Umwelt.- Die Ölkatastrophe im Golf von Mexiko lässt die Behörden vor Ort hilflos erscheinen. Bisherige Maßnahmen, um das ausgetretene Öl zu beseitigen, sind nicht besonders gut geglückt. Über mögliche weitere Wege berichtet die Wissenschaftsjournalistin Dagmar Röhrlich im Interview mit Katrin Zöfel.

04.05.2010
    Katrin Zöfel: Eigentlich war das Ende der Mission der "Deepwater Horizon" schon in Sicht, als die Katastrophe passierte. Die Crew auf der Ölbohrplattform hatte Daten gesammelt über ein riesiges Erdölvorkommen tief unten im Meeresgrund. Man wusste nun genug, um Entscheidungen zu treffen, wie die Lagerstätte am besten zu nutzten sei und wollte das Bohrloch gerade verschließen. Dann die Explosion, der Untergang der Plattform und die riesigen Mengen Öl, die seitdem ins warme Meereswasser am Golf von Mexiko strömen. Meine Kollegin Dagmar Röhrlich verfolgt das Geschehen für uns. Im Gespräch, das wir kurz vor der Sendung aufgezeichnet haben, habe ich sie gefragt, ob man inzwischen genauer weiß, wie es zu dem Unfall kommen konnte?

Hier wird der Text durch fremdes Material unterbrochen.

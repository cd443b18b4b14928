//! Unit tests for the erosion engine surface.
//!
//! Tests cover:
//! - Construction, field sizing, and the row-major index helper
//! - Input validation on simulate (terrain length, time step sign)
//! - Rain source geometry and flow rate scaling
//! - add_water / total_water_volume / reset bookkeeping

use hydro::{generate_terrain, ErosionEngine, SimulateError, TerrainConfig};

const DT: f32 = 0.016;

/// Helper to build an engine plus a matching flat heightfield
fn engine_with_flat_terrain(
    width: usize,
    height: usize,
    h: f32,
) -> (ErosionEngine, Vec<f32>) {
    (ErosionEngine::new(width, height), vec![h; width * height])
}

// =============================================================================
// CONSTRUCTION AND INDEXING
// =============================================================================

#[test]
fn new_engine_sizes_every_field() {
    let engine = ErosionEngine::new(32, 24);
    let cells = 32 * 24;

    assert_eq!(engine.width, 32);
    assert_eq!(engine.height, 24);
    assert_eq!(engine.water.len(), cells);
    assert_eq!(engine.sediment.len(), cells);
    assert_eq!(engine.flux_left.len(), cells);
    assert_eq!(engine.flux_right.len(), cells);
    assert_eq!(engine.flux_up.len(), cells);
    assert_eq!(engine.flux_down.len(), cells);
    assert_eq!(engine.velocity_x.len(), cells);
    assert_eq!(engine.velocity_y.len(), cells);

    assert!(engine.water.iter().all(|&w| w == 0.0));
    assert!(engine.sediment.iter().all(|&s| s == 0.0));
}

#[test]
fn default_params_are_coherent() {
    let engine = ErosionEngine::new(16, 16);
    let p = &engine.params;

    assert!(p.min_height < p.max_height);
    assert!(p.velocity_damping > 0.0 && p.velocity_damping <= 1.0);
    assert!(p.min_water > 0.0);
    assert!(p.source_rows >= 1);
    assert!(p.source_width > 0.0 && p.source_width <= 1.0);
    assert!(p.drain_rows >= 1);
}

#[test]
fn idx_is_row_major() {
    let engine = ErosionEngine::new(10, 8);

    assert_eq!(engine.idx(0, 0), 0);
    assert_eq!(engine.idx(9, 0), 9);
    assert_eq!(engine.idx(0, 1), 10);
    assert_eq!(engine.idx(5, 3), 35); // 3 * 10 + 5
}

#[test]
#[should_panic(expected = "at least 3x3")]
fn degenerate_grid_is_rejected() {
    let _ = ErosionEngine::new(2, 8);
}

// =============================================================================
// SIMULATE VALIDATION
// =============================================================================

#[test]
fn wrong_terrain_length_is_rejected() {
    let mut engine = ErosionEngine::new(8, 8);
    let mut short_terrain = vec![1.0; 10];

    let result = engine.simulate(&mut short_terrain, DT, 1.0, true, 1.0);

    assert_eq!(
        result,
        Err(SimulateError::TerrainLength {
            expected: 64,
            actual: 10
        })
    );
    // Nothing ran: no rain landed
    assert_eq!(engine.total_water_volume(), 0.0);
}

#[test]
fn negative_dt_is_rejected() {
    let (mut engine, mut terrain) = engine_with_flat_terrain(8, 8, 1.0);

    let result = engine.simulate(&mut terrain, -0.01, 1.0, true, 1.0);

    assert_eq!(result, Err(SimulateError::NegativeDt { dt: -0.01 }));
    assert_eq!(engine.total_water_volume(), 0.0);
    assert!(terrain.iter().all(|&h| h == 1.0), "Terrain was touched");
}

#[test]
fn zero_dt_is_accepted_and_inert() {
    let (mut engine, mut terrain) = engine_with_flat_terrain(16, 16, 1.0);
    engine.add_water(5, 5, 0.3);

    let result = engine.simulate(&mut terrain, 0.0, 1.0, true, 1.0);

    assert_eq!(result, Ok(()));
    assert_eq!(
        engine.water[engine.idx(5, 5)],
        0.3,
        "A zero step must not move or evaporate water"
    );
    assert!(terrain.iter().all(|&h| h == 1.0), "Terrain was touched");
}

// =============================================================================
// RAIN SOURCE GEOMETRY
// =============================================================================

#[test]
fn rain_lands_only_in_the_source_region() {
    let (mut engine, mut terrain) = engine_with_flat_terrain(16, 16, 1.0);

    engine
        .simulate(&mut terrain, DT, 1.0, true, 1.0)
        .unwrap();

    // Default source: middle half of the width (columns 4..12), rows 1..4
    let mut inside = 0.0;
    for y in 1..4 {
        for x in 4..12 {
            inside += engine.water[engine.idx(x, y)];
        }
    }
    let total: f32 = engine.water.iter().sum();

    assert!(total > 0.0, "Rain added no water");
    assert!(
        inside >= 0.9 * total,
        "Source region holds {} of {} total",
        inside,
        total
    );

    // One step of seepage past the region edge is below the trace cutoff
    // and snaps to zero
    assert_eq!(engine.water[engine.idx(3, 2)], 0.0);
    assert_eq!(engine.water[engine.idx(12, 2)], 0.0);
    assert_eq!(engine.water[engine.idx(8, 4)], 0.0);
    assert_eq!(engine.water[engine.idx(8, 10)], 0.0);
}

#[test]
fn rain_volume_scales_with_flow_rate() {
    let (mut slow, mut terrain_a) = engine_with_flat_terrain(16, 16, 1.0);
    let (mut fast, mut terrain_b) = engine_with_flat_terrain(16, 16, 1.0);

    slow.simulate(&mut terrain_a, DT, 1.0, true, 1.0).unwrap();
    fast.simulate(&mut terrain_b, DT, 2.0, true, 1.0).unwrap();

    let ratio = fast.total_water_volume() / slow.total_water_volume();
    assert!(
        (ratio - 2.0).abs() < 1e-3,
        "Doubled flow rate should double one step of rain, ratio = {}",
        ratio
    );
}

#[test]
fn no_rain_when_raining_is_off() {
    let (mut engine, mut terrain) = engine_with_flat_terrain(16, 16, 1.0);

    engine
        .simulate(&mut terrain, DT, 1.0, false, 1.0)
        .unwrap();

    assert_eq!(engine.total_water_volume(), 0.0);
}

// =============================================================================
// BOOKKEEPING
// =============================================================================

#[test]
fn add_water_accumulates_and_floors_at_zero() {
    let mut engine = ErosionEngine::new(16, 16);

    engine.add_water(5, 5, 0.3);
    engine.add_water(5, 5, 0.2);
    assert_eq!(engine.water[engine.idx(5, 5)], 0.5);

    // Removing more than is present floors at zero
    engine.add_water(5, 5, -2.0);
    assert_eq!(engine.water[engine.idx(5, 5)], 0.0);

    // Out of range is a quiet no-op
    engine.add_water(99, 99, 1.0);
    assert_eq!(engine.total_water_volume(), 0.0);
}

#[test]
fn total_water_volume_scales_with_cell_area() {
    let mut engine = ErosionEngine::new(16, 16);
    engine.add_water(4, 4, 0.25);
    engine.add_water(5, 4, 0.25);
    engine.add_water(6, 4, 0.25);

    assert!((engine.total_water_volume() - 0.75).abs() < 1e-6);

    engine.params.cell_area = 2.0;
    assert!((engine.total_water_volume() - 1.5).abs() < 1e-6);
}

#[test]
fn reset_zeroes_every_field() {
    let (mut engine, mut terrain) = engine_with_flat_terrain(16, 16, 1.0);

    for _ in 0..20 {
        engine
            .simulate(&mut terrain, DT, 1.0, true, 1.0)
            .unwrap();
    }
    assert!(engine.total_water_volume() > 0.0);

    engine.reset();

    assert!(engine.water.iter().all(|&v| v == 0.0));
    assert!(engine.sediment.iter().all(|&v| v == 0.0));
    assert!(engine.flux_left.iter().all(|&v| v == 0.0));
    assert!(engine.flux_right.iter().all(|&v| v == 0.0));
    assert!(engine.flux_up.iter().all(|&v| v == 0.0));
    assert!(engine.flux_down.iter().all(|&v| v == 0.0));
    assert!(engine.velocity_x.iter().all(|&v| v == 0.0));
    assert!(engine.velocity_y.iter().all(|&v| v == 0.0));

    // The engine is immediately reusable
    assert_eq!(engine.simulate(&mut terrain, DT, 1.0, true, 1.0), Ok(()));
}

// =============================================================================
// TERRAIN OWNERSHIP
// =============================================================================

#[test]
fn simulate_mutates_the_callers_terrain() {
    let mut engine = ErosionEngine::new(16, 16);
    let mut terrain = generate_terrain(16, 16, &TerrainConfig::default());
    let initial = terrain.clone();

    for _ in 0..100 {
        engine
            .simulate(&mut terrain, DT, 1.0, true, 4.0)
            .unwrap();
    }

    let moved = terrain
        .iter()
        .zip(&initial)
        .any(|(now, before)| (now - before).abs() > 1e-6);
    assert!(moved, "A wet run should have reshaped the heightfield");
}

    Dagmar Röhrlich: Es gibt immer noch nur Spekulationen, aber die haben sich inzwischen in eine Richtung rein verdichtet. Die "Deepwater Horizon" sollte ja abziehen und bevor sie das kann, muss das Bohrloch geschlossen werden, dicht mit Zement versiegelt werden. Das hat man auch gemacht, aber jetzt kann es sein, dass entweder Risse im Zement waren oder dass dieser Zement noch nicht ganz abgehärtet war, als man schon einmal versucht hat: Na, ist das denn schon dicht? Und eine Dichtigkeitsprüfung durchgeführt hat. Jedenfalls hatte sich Gas im Rohr angesammelt. Und dieses Gas ist dann wahrscheinlich durch den Zement hindurchgeschossen und der Blowout-Preventer ... und das Ganze geschah mit einer solchen Wucht, dass ein Stück Rohr oder ein Anschlussstutzen in den Blowout-Preventer hineingeraten ist. Diese Maschine sitzt ja auf der Bohrung drauf und ist wie ein riesiges Ventil, das alles abschließen soll, aber weil da halt dieses riesige Stück Metall drin ist, konnte es nicht schließen und so soll es nach derzeitigen Vermutungen passiert sein.

    Zöfel: Was sind denn die neuesten Ideen, um die Katastrophe jetzt noch abzumildern?

    Röhrlich: Gestern wurde bekannt gegeben, dass man versuchen möchte, eines der drei Lecks abzudichten, indem man ein Ventil einbaut. Das Ganze passiert in 1500 Metern Wassertiefe, ferngesteuert mit Unterwasserfahrzeugen, also keine einfache Aufgabe. Über die beiden anderen sollen ja solche Riesentrichter gestülpt werden, die dann das Öl einsammeln und über Rohre dann zu einem Schiff bringen, damit es abtransportiert werden kann. Diese Installationen sollen in den nächsten Tagen beginnen, sobald das Wetter es zulässt. Allerdings ist es keine einfache Aufgabe, denn ich habe ja unten die Trümmer von der versunkenen Bohrplattform liegen und ich muss den Trichter auch passgenau übers Leck kriegen. Das wird also einige Tage dauern. Und das große Risiko ist: Diese Trichter stehen ja dann nicht im flachen Wasser, sondern so tief, dass etwa 150 Atmosphären Druck auf ihnen lasten. Und sollten die dann zusammenbrechen, dann fällt natürlich alles auf die eh schon chaotische Situation um die Bohrung herum auch noch drauf, so dass die Gefahr besteht, dass ich dann überhaupt nicht mehr rankomme.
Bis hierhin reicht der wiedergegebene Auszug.